TASK TO COMPLETE >>
Scan the listing for the word "into" and report every line that contains it.

RECORDS SUPPLIED >>
Start of Block

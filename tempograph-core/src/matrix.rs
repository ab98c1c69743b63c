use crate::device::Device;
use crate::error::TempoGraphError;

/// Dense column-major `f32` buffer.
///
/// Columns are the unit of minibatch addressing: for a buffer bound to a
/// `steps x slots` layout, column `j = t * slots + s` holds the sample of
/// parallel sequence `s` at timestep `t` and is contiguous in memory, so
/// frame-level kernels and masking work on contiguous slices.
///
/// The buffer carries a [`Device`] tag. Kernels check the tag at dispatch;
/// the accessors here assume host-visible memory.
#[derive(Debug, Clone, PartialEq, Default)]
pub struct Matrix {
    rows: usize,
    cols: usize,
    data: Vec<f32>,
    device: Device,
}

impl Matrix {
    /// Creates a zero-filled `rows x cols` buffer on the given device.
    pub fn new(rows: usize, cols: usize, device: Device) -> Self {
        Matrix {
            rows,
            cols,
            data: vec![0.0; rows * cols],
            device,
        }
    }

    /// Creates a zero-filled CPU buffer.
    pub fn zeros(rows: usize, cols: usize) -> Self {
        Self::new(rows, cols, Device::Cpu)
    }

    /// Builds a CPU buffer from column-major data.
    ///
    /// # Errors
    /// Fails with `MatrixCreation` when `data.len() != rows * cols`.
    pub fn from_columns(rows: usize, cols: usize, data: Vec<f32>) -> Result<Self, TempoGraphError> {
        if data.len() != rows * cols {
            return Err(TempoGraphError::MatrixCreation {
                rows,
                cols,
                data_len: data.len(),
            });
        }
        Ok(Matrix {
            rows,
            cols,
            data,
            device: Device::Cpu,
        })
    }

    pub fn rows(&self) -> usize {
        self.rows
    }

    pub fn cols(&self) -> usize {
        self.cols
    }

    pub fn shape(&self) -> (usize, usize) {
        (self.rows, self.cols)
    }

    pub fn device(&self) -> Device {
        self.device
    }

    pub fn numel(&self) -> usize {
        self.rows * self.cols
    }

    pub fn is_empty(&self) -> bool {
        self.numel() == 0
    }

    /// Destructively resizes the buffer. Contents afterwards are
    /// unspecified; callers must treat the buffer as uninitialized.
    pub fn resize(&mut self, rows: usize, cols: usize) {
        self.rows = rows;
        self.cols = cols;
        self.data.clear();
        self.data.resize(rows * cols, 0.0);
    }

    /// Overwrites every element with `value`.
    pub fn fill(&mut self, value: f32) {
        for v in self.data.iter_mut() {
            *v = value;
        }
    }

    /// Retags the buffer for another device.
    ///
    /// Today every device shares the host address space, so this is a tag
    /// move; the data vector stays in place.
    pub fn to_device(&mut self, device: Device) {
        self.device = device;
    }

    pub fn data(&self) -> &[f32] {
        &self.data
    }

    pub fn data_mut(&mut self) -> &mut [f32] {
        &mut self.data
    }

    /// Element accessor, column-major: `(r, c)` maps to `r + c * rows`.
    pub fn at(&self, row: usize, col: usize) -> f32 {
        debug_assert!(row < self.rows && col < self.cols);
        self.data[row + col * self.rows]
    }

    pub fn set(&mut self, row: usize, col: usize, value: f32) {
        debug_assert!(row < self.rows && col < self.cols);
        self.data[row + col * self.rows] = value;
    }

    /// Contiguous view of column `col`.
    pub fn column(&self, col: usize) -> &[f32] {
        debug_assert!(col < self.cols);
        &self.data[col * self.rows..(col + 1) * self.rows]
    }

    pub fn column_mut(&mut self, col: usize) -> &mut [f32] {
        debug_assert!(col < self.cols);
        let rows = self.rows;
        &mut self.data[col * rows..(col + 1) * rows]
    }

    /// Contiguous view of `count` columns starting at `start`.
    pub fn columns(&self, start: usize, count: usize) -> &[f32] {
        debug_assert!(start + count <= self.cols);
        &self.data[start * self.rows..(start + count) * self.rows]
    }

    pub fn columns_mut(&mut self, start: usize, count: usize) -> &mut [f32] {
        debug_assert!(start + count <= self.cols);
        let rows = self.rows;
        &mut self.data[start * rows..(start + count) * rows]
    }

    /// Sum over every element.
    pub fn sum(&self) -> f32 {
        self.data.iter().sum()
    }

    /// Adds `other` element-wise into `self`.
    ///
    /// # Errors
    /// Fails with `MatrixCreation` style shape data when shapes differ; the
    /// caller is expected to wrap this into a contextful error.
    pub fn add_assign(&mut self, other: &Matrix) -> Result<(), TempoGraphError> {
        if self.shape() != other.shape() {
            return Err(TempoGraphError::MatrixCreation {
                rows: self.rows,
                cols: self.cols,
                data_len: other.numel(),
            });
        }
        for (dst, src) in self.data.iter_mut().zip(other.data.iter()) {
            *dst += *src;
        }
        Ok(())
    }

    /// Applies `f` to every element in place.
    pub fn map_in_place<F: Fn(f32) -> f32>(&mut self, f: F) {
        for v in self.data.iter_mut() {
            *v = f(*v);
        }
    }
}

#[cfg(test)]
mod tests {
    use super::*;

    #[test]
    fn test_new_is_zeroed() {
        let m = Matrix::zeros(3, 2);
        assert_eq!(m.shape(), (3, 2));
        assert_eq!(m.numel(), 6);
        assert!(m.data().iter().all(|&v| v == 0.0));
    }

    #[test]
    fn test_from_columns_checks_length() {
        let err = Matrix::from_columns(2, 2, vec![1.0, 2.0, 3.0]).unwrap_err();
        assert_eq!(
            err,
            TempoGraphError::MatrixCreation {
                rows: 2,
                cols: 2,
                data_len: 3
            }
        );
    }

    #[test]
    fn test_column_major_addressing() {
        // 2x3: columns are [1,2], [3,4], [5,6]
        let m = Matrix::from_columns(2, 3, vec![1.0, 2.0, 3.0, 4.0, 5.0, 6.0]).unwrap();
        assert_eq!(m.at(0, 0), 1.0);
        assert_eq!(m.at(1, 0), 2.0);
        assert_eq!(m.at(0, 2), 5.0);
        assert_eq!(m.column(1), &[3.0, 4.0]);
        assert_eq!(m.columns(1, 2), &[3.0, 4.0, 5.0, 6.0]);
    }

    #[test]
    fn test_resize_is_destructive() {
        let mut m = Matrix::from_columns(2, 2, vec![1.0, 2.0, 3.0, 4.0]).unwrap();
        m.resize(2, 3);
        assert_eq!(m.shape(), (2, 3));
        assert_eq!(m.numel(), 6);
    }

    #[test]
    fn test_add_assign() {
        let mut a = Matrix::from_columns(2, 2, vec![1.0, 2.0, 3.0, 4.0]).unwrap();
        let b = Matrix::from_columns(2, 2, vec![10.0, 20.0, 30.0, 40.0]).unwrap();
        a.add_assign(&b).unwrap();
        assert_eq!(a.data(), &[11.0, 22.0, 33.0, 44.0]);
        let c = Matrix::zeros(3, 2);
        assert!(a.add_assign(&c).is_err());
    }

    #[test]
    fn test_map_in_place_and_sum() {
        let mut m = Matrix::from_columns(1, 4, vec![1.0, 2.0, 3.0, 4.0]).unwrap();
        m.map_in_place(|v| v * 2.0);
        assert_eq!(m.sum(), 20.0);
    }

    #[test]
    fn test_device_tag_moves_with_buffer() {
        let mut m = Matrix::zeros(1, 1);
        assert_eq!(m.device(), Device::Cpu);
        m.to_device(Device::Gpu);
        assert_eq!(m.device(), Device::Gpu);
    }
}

End of Block
Start of Block

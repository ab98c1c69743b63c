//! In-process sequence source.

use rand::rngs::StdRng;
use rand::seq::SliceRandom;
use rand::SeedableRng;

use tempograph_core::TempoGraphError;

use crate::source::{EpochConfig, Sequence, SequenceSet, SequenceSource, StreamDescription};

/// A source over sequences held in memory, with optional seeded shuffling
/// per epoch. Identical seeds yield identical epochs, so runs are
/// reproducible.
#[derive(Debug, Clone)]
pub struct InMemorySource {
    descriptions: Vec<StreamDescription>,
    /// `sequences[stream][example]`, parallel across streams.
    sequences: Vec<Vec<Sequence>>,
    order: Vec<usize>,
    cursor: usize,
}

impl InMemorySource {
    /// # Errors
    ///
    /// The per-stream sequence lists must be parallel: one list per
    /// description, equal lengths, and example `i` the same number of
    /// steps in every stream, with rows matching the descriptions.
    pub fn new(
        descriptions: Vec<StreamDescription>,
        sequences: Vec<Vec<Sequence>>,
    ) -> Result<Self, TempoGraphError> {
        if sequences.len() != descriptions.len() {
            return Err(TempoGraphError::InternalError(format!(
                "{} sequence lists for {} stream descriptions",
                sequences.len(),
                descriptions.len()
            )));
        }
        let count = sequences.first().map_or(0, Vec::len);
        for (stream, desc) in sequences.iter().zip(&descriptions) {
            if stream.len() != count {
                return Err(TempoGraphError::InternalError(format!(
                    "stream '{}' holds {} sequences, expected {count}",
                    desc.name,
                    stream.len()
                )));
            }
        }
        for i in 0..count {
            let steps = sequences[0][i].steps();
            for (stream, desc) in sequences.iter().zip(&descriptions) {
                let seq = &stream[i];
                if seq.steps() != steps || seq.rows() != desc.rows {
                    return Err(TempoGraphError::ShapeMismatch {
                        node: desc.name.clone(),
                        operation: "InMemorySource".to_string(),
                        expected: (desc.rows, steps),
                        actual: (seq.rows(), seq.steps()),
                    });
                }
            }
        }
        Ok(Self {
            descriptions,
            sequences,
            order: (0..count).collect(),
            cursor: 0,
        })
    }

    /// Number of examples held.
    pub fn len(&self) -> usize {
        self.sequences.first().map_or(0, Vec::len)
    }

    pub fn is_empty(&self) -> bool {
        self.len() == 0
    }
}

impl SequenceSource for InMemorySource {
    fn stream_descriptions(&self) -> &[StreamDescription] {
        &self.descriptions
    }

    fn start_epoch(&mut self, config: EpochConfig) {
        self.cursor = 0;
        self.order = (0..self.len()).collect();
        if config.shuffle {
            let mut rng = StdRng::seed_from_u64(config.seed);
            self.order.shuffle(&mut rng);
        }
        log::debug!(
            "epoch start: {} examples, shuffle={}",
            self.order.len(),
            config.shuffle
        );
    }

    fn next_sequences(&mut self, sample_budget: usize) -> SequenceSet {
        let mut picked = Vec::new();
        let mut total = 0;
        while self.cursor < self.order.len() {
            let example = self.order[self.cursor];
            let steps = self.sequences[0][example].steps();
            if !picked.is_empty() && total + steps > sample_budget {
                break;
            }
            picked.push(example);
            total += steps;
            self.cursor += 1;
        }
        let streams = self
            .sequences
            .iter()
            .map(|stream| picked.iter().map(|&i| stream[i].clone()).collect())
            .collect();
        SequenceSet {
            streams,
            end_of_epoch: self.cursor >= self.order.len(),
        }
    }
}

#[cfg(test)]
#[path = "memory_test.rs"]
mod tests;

End of Block

WRITTEN SOLUTION >>
    /// Adds `other` element-wise into `self`.
    /// caller is expected to wrap this into a contextful error.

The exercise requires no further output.